Task brief
Take the entries below and print, exactly, the stretch from the line containing "let config = MiningConfig" through the line containing "store.clone(), None, config);", both included.

(Stored items)
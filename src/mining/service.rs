//! Mining orchestration and stats persistence
//!
//! One service per session coordinates the combo tracker and the hash
//! search, keeps the cumulative stats, snapshots them to storage after
//! every successful mine, and forwards confirmed rewards best-effort to the
//! ledger. Storage and ledger failures are logged and swallowed; the
//! in-memory stats stay authoritative.

use std::sync::Arc;

use serde::{Deserialize, Serialize};

use super::combo::ComboTracker;
use super::pow::{self, MiningResult, SearchParams};
use crate::config::MiningConfig;
use crate::ledger::{LedgerError, RewardLedger};
use crate::storage::{KeyValueStore, MINING_STATS_KEY};

/// Cumulative mining statistics, persisted after every successful mine.
/// `total_mined` never decreases.
#[derive(Debug, Clone, PartialEq, Serialize, Deserialize)]
pub struct MiningStats {
    pub total_mined: f64,
    pub combo: u32,
    pub difficulty: u32,
    pub last_mining_time: u64,
}

impl Default for MiningStats {
    fn default() -> Self {
        Self {
            total_mined: 0.0,
            combo: 0,
            difficulty: 1,
            last_mining_time: 0,
        }
    }
}

/// Per-session mining orchestrator
pub struct MiningService {
    address: String,
    total_mined: f64,
    combo: ComboTracker,
    store: Arc<dyn KeyValueStore>,
    ledger: Option<Box<dyn RewardLedger>>,
    config: MiningConfig,
}

impl MiningService {
    /// Loads persisted stats once; a missing key is a first run.
    ///
    /// A `ledger` of `None` runs local-only mode: rewards still accrue in
    /// stats, nothing is forwarded. Construction never fails for a missing
    /// ledger.
    pub fn new(
        address: impl Into<String>,
        store: Arc<dyn KeyValueStore>,
        ledger: Option<Box<dyn RewardLedger>>,
        config: MiningConfig,
    ) -> Self {
        let stats = load_stats(store.as_ref());
        if ledger.is_none() {
            log::info!("no reward ledger configured, mining in local-only mode");
        }
        Self {
            address: address.into(),
            total_mined: stats.total_mined,
            combo: ComboTracker::resume(config.combo_window_ms, stats.combo, stats.last_mining_time),
            store,
            ledger,
            config,
        }
    }

    /// Run one mining attempt for a collection event.
    ///
    /// The combo advances whatever the outcome. On success the reward is
    /// added to `total_mined`, the stats snapshot is persisted, and the
    /// reward is forwarded to the ledger.
    pub fn mine_coin(&mut self, is_golden: bool, now_ms: u64) -> MiningResult {
        let combo = self.combo.record_attempt(now_ms);
        let params = SearchParams {
            address: &self.address,
            is_golden,
            combo,
            timestamp_ms: now_ms,
        };
        let result = pow::search(&params, &self.config);

        if let Some(reward) = result.reward {
            self.total_mined += reward;
            log::info!(
                "mined {:.6} at combo {}x (nonce {:?})",
                reward,
                combo,
                result.nonce
            );
            self.persist();
            self.forward_reward(reward);
        }
        result
    }

    /// Snapshot copy of the current stats
    pub fn stats(&self) -> MiningStats {
        MiningStats {
            total_mined: self.total_mined,
            combo: self.combo.combo(),
            difficulty: pow::effective_difficulty(&self.config, false, self.combo.combo()),
            last_mining_time: self.combo.last_mining_time_ms(),
        }
    }

    /// Write the stats snapshot to the store. Failures are logged and
    /// swallowed.
    pub fn persist(&self) {
        let stats = self.stats();
        let json = match serde_json::to_string(&stats) {
            Ok(json) => json,
            Err(err) => {
                log::warn!("failed to encode mining stats: {err}");
                return;
            }
        };
        if let Err(err) = self.store.set(MINING_STATS_KEY, &json) {
            log::warn!("failed to save mining stats: {err}");
        }
    }

    /// Pending ledger balance, zero when no ledger is configured or the
    /// query fails.
    pub fn pending_rewards(&self) -> f64 {
        let Some(ledger) = &self.ledger else {
            return 0.0;
        };
        match ledger.pending_rewards(&self.address) {
            Ok(amount) => amount,
            Err(err) => {
                log::warn!("failed to query pending rewards: {err}");
                0.0
            }
        }
    }

    /// User-initiated withdrawal. Unlike the game-path calls, errors
    /// propagate so the UI can show them.
    pub fn withdraw_rewards(&self) -> Result<bool, LedgerError> {
        let ledger = self.ledger.as_deref().ok_or(LedgerError::NotConfigured)?;
        ledger.withdraw_rewards(&self.address)
    }

    pub fn address(&self) -> &str {
        &self.address
    }

    fn forward_reward(&self, reward: f64) {
        let Some(ledger) = &self.ledger else {
            return;
        };
        match ledger.add_reward(&self.address, reward) {
            Ok(true) => {}
            Ok(false) => log::warn!("ledger rejected reward of {reward:.6}"),
            Err(err) => log::warn!("reward forwarding failed: {err}"),
        }
    }
}

fn load_stats(store: &dyn KeyValueStore) -> MiningStats {
    match store.get(MINING_STATS_KEY) {
        Ok(Some(json)) => match serde_json::from_str(&json) {
            Ok(stats) => stats,
            Err(err) => {
                log::warn!("corrupt mining stats, starting fresh: {err}");
                MiningStats::default()
            }
        },
        Ok(None) => MiningStats::default(),
        Err(err) => {
            log::warn!("failed to load mining stats: {err}");
            MiningStats::default()
        }
    }
}

#[cfg(test)]
mod tests {
    use super::*;
    use crate::ledger::LocalLedger;
    use crate::ledger::test_support::FailingLedger;
    use crate::storage::MemoryStore;
    use crate::storage::test_support::FailingStore;

    /// Zero base difficulty makes every attempt succeed on nonce 0
    fn forced_success() -> MiningConfig {
        MiningConfig {
            difficulty_regular: 0,
            difficulty_golden: 0,
            ..MiningConfig::default()
        }
    }

    fn service_with(
        store: Arc<dyn KeyValueStore>,
        ledger: Option<Box<dyn RewardLedger>>,
    ) -> MiningService {
        MiningService::new("0xf00d", store, ledger, forced_success())
    }

    #[test]
    fn test_first_run_starts_from_zeroed_stats() {
        let service = service_with(Arc::new(MemoryStore::new()), None);
        let stats = service.stats();
        assert_eq!(stats.total_mined, 0.0);
        assert_eq!(stats.combo, 0);
        assert_eq!(stats.last_mining_time, 0);
    }

    #[test]
    fn test_successful_mine_updates_and_persists_stats() {
        let store = Arc::new(MemoryStore::new());
        let mut service = service_with(store.clone(), None);

        let result = service.mine_coin(false, 1_000);
        assert!(result.success);
        assert!((service.stats().total_mined - 0.0001).abs() < 1e-12);

        let saved: MiningStats =
            serde_json::from_str(&store.get(MINING_STATS_KEY).unwrap().unwrap()).unwrap();
        assert_eq!(saved, service.stats());
    }

    #[test]
    fn test_stats_survive_a_restart() {
        let store = Arc::new(MemoryStore::new());
        {
            let mut service = service_with(store.clone(), None);
            service.mine_coin(false, 1_000);
            service.mine_coin(false, 2_000);
        }
        let resumed = service_with(store, None);
        let stats = resumed.stats();
        assert_eq!(stats.combo, 2);
        assert_eq!(stats.last_mining_time, 2_000);
        assert!(stats.total_mined > 0.0);
    }

    #[test]
    fn test_combo_scales_reward_within_window() {
        let mut service = service_with(Arc::new(MemoryStore::new()), None);
        let first = service.mine_coin(false, 1_000).reward.unwrap();
        let second = service.mine_coin(false, 2_000).reward.unwrap();
        let third = service.mine_coin(false, 3_000).reward.unwrap();
        assert!((first - 0.0001).abs() < 1e-12);
        assert!(second > first);
        assert!((third - 0.00012).abs() < 1e-12);
    }

    #[test]
    fn test_failed_search_only_advances_combo() {
        // Impossible bounds: difficulty 4 with a two-nonce budget
        let config = MiningConfig {
            difficulty_regular: 4,
            max_nonce: 2,
            ..MiningConfig::default()
        };
        let store = Arc::new(MemoryStore::new());
        let mut service = MiningService::new("0xf00d", store.clone(), None, config);

        let result = service.mine_coin(false, 1_000);
        assert!(!result.success);
        let stats = service.stats();
        assert_eq!(stats.total_mined, 0.0);
        assert_eq!(stats.combo, 1);
        assert_eq!(stats.last_mining_time, 1_000);
        // Nothing persisted without a reward
        assert!(store.get(MINING_STATS_KEY).unwrap().is_none());
    }

    #[test]
    fn test_total_mined_is_monotone() {
        let mut service = service_with(Arc::new(MemoryStore::new()), None);
        let mut prev = 0.0;
        for i in 0..20u64 {
            service.mine_coin(i % 3 == 0, i * 500);
            let total = service.stats().total_mined;
            assert!(total >= prev);
            prev = total;
        }
    }

    #[test]
    fn test_store_failure_keeps_memory_authoritative() {
        let mut service = service_with(Arc::new(FailingStore), None);
        let result = service.mine_coin(false, 1_000);
        assert!(result.success);
        assert!((service.stats().total_mined - 0.0001).abs() < 1e-12);
    }

    #[test]
    fn test_ledger_failure_does_not_roll_back_stats() {
        let mut service = service_with(
            Arc::new(MemoryStore::new()),
            Some(Box::new(FailingLedger)),
        );
        let result = service.mine_coin(false, 1_000);
        assert!(result.success);
        assert!((service.stats().total_mined - 0.0001).abs() < 1e-12);
        assert_eq!(service.pending_rewards(), 0.0);
    }

    #[test]
    fn test_rewards_forward_to_ledger() {
        let mut service = service_with(
            Arc::new(MemoryStore::new()),
            Some(Box::new(LocalLedger::default())),
        );
        service.mine_coin(false, 1_000);
        assert!((service.pending_rewards() - 0.0001).abs() < 1e-12);
    }

    #[test]
    fn test_withdraw_without_ledger_reports_not_configured() {
        let service = service_with(Arc::new(MemoryStore::new()), None);
        assert!(matches!(
            service.withdraw_rewards(),
            Err(LedgerError::NotConfigured)
        ));
    }

    #[test]
    fn test_golden_reward_uses_golden_base() {
        let store = Arc::new(MemoryStore::new());
        let mut service = MiningService::new(
            "0xf00d",
            store,
            None,
            MiningConfig {
                difficulty_golden: 0,
                ..MiningConfig::default()
            },
        );
        let result = service.mine_coin(true, 1_000);
        assert_eq!(result.reward, Some(0.001));
    }
}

Solution to this task
        let config = MiningConfig {
            difficulty_regular: 4,
            max_nonce: 2,
            ..MiningConfig::default()
        };
        let store = Arc::new(MemoryStore::new());
        let mut service = MiningService::new("0xf00d", store.clone(), None, config);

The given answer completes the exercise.